In September 2002, the Heinz Center published the results of a long-awaited pioneering project assessing, on the basis of the objective data available, the state of America's ecosystems. (The State of the Nation's Ecosystems, Cambridge University Press, 2002) The study is the product of five years' work by nearly 150 individuals from environmental organizations, businesses, universities, and federal, state, and local governments. The distinguished journal Biodiversity noted that "the highly anticipated report…is a succinct and comprehensive ---yet unbiased and scientifically sound--- examination of the current state of the nation's lands, waters, and living resources." The volume has been hailed as invaluable not only for decision makers in government and environmental organizations, businesses, and trade associations; and for academics with a research or teaching interest in environmental issues; but also for a general public interested in the continued well-being of American ecosystems. The AEI Environmental Policy Outlook said the Heinz report "provides a road map for future research necessary for policymakers to set sensible priorities."
The Heinz Center's State of the Nation's Ecosystems project is ongoing, and the published report will be regularly updated; the next edition will appear in 2007.
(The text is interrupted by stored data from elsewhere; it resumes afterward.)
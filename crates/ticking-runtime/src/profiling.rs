//! Profiling scopes.
//!
//! [`profiled`] enables a [`ProfilingSession`] around a block of work and
//! always disables it afterwards, dumping the results when an output path is
//! given. [`SectionProfiler`] is the built-in session: it aggregates timings
//! of named sections and dumps them as JSON.

use crate::stopwatch::Stopwatch;
use serde::Serialize;
use std::collections::BTreeMap;
use std::path::Path;
use std::time::Duration;
use ticking_common::error::{TickingError, TickingResult};
use ticking_common::metrics::{SectionSnapshot, SectionStats};
use ticking_common::time::{duration_nanos, SystemClock, TimeSource};
use tracing::{debug, info, trace, warn};

/// Samples kept per section for percentiles.
pub const DEFAULT_HISTOGRAM_SIZE: usize = 1024;

/// A profiler that can be switched on and off and persisted.
pub trait ProfilingSession {
    /// Start collecting.
    fn enable(&mut self) -> TickingResult<()>;

    /// Stop collecting.
    fn disable(&mut self) -> TickingResult<()>;

    /// Write collected data to `path`.
    fn dump(&self, path: &Path) -> TickingResult<()>;
}

/// Run `f` with `session` enabled.
///
/// The session is disabled on every exit path, and dumped to `output` if
/// given. When `f` panics, teardown failures are logged instead of returned.
///
/// # Errors
///
/// Returns the first error from `enable`, `disable`, or `dump`. If `enable`
/// fails, `f` is not run.
pub fn profiled<P, R, F>(session: &mut P, output: Option<&Path>, f: F) -> TickingResult<R>
where
    P: ProfilingSession,
    F: FnOnce(&mut P) -> R,
{
    session.enable()?;

    let mut guard = ProfileGuard {
        session,
        output,
        armed: true,
    };
    let result = f(&mut *guard.session);
    guard.close()?;

    Ok(result)
}

/// Disables (and dumps) the session if the profiled block unwinds.
struct ProfileGuard<'a, P: ProfilingSession> {
    session: &'a mut P,
    output: Option<&'a Path>,
    armed: bool,
}

impl<P: ProfilingSession> ProfileGuard<'_, P> {
    fn close(&mut self) -> TickingResult<()> {
        self.armed = false;
        self.session.disable()?;
        if let Some(path) = self.output {
            self.session.dump(path)?;
        }
        Ok(())
    }
}

impl<P: ProfilingSession> Drop for ProfileGuard<'_, P> {
    fn drop(&mut self) {
        if !self.armed {
            return;
        }
        if let Err(e) = self.close() {
            warn!(error = %e, "Profiling teardown failed while unwinding");
        }
    }
}

/// Serializable profiling results.
#[derive(Debug, Clone, PartialEq, Eq, Serialize)]
pub struct ProfileReport {
    /// Time spent enabled, in nanoseconds.
    pub profiled_ns: u64,
    /// Statistics per section name.
    pub sections: BTreeMap<String, SectionSnapshot>,
}

/// Aggregates timings of named sections while enabled.
#[derive(Debug)]
pub struct SectionProfiler<S: TimeSource + Clone = SystemClock> {
    sections: BTreeMap<String, SectionStats>,
    histogram_size: usize,
    window: Stopwatch<S>,
    profiled: Duration,
    source: S,
}

impl SectionProfiler<SystemClock> {
    /// Create a profiler on the system monotonic clock.
    #[must_use]
    pub fn new() -> Self {
        Self::with_source(SystemClock::default(), DEFAULT_HISTOGRAM_SIZE)
    }
}

impl Default for SectionProfiler<SystemClock> {
    fn default() -> Self {
        Self::new()
    }
}

impl<S: TimeSource + Clone> SectionProfiler<S> {
    /// Create a disabled profiler reading `source`.
    #[must_use]
    pub fn with_source(source: S, histogram_size: usize) -> Self {
        Self {
            sections: BTreeMap::new(),
            histogram_size,
            window: Stopwatch::with_source(Some("profiling"), source.clone()),
            profiled: Duration::ZERO,
            source,
        }
    }

    /// Returns true between `enable()` and `disable()`.
    #[must_use]
    pub fn is_enabled(&self) -> bool {
        self.window.state().is_running()
    }

    /// Record one execution of `name`. Ignored while disabled.
    pub fn record(&mut self, name: &str, duration: Duration) {
        if !self.is_enabled() {
            trace!(section = name, "Profiler disabled, sample dropped");
            return;
        }

        let histogram_size = self.histogram_size;
        self.sections
            .entry(name.to_owned())
            .or_insert_with(|| SectionStats::new(histogram_size))
            .record(duration);
    }

    /// Time `f` and record it under `name`.
    pub fn section<R>(&mut self, name: &str, f: impl FnOnce() -> R) -> R {
        let mut stopwatch = Stopwatch::with_source(Some(name), self.source.clone());
        let result = stopwatch.measure(|_| f());
        self.record(name, stopwatch.total());
        result
    }

    /// Statistics for `name`, if recorded.
    #[must_use]
    pub fn section_stats(&self, name: &str) -> Option<&SectionStats> {
        self.sections.get(name)
    }

    /// Total time spent enabled, including the current window.
    #[must_use]
    pub fn profiled_time(&self) -> Duration {
        if self.is_enabled() {
            self.profiled + self.window.total()
        } else {
            self.profiled
        }
    }

    /// Snapshot of everything collected so far.
    #[must_use]
    pub fn report(&self) -> ProfileReport {
        ProfileReport {
            profiled_ns: duration_nanos(self.profiled_time()),
            sections: self
                .sections
                .iter()
                .map(|(name, stats)| (name.clone(), stats.snapshot()))
                .collect(),
        }
    }
}

impl<S: TimeSource + Clone> ProfilingSession for SectionProfiler<S> {
    fn enable(&mut self) -> TickingResult<()> {
        if self.is_enabled() {
            return Err(TickingError::Profiling("profiler already enabled".into()));
        }
        self.window.begin();
        debug!("Section profiler enabled");
        Ok(())
    }

    fn disable(&mut self) -> TickingResult<()> {
        self.window
            .finish()
            .map_err(|_| TickingError::Profiling("profiler not enabled".into()))?;
        self.profiled += self.window.total();
        debug!(
            profiled_us = self.profiled.as_micros() as u64,
            sections = self.sections.len(),
            "Section profiler disabled"
        );
        Ok(())
    }

    fn dump(&self, path: &Path) -> TickingResult<()> {
        let json = serde_json::to_string_pretty(&self.report())
            .map_err(|e| TickingError::Profiling(format!("failed to encode report: {e}")))?;
        std::fs::write(path, json).map_err(|e| {
            TickingError::Profiling(format!("failed to write {}: {e}", path.display()))
        })?;
        info!(path = %path.display(), "Profile written");
        Ok(())
    }
}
Teresa Heinz Kerry is vice chairman of the Heinz Center's board and a longtime board member of Environmental Defense, one of the nation's leading environmental organizations. In 1992, she was one of ten representatives from non-governmental organizations attached to the U.S. Delegation to the U.N. Conference on Environment and Development (Earth Summit) in Brazil. (It was at this conference in Rio de Janiero that she first got to know another delegate --- Senator John Kerry. Three years later, on May 26, 1995, they were married on Nantucket.)
She has endowed a professorship in environmental management at the Harvard Business School and a chair in environmental policy at Harvard's John F. Kennedy School of Government. In addition, she has established the Teresa Heinz Scholars for Environmental Research --- annual awards to provide support for individuals writing doctoral dissertations or a master's thesis, or for project enhancement, for research and solutions on emerging environmental issues. All research must have public policy relevance that increases society's understanding of environmental problems and their solutions. In 1996 she created the John Heinz Environmental Fellows Program for the United Negro College Fund. These fellowships are open to students enrolled full-time in UNCF institutions majoring in science with an environmental emphasis.
As a member of the Advisory Board for the Earth Communications Office, she helped to pioneer an internationally acclaimed public service campaign promoting citizen environmental action in countries around the globe. Similarly, she sponsored The Environminute and The World ECO Minute, a daily radio campaign reaching citizens in more than 100 countries, and HealthWeek, a weekly PBS-produced program with a strong focus on women's health and the environment. She helped to conceptualize and launch Second Nature, a nonprofit organization whose mission is to support the development of an environmentally literate citizenry. She is a co-founder of the Alliance to End Childhood Lead Poisoning and serves on the Advisory Council for the Center for Children's Health and the Environment at Mount Sinai School of Medicine.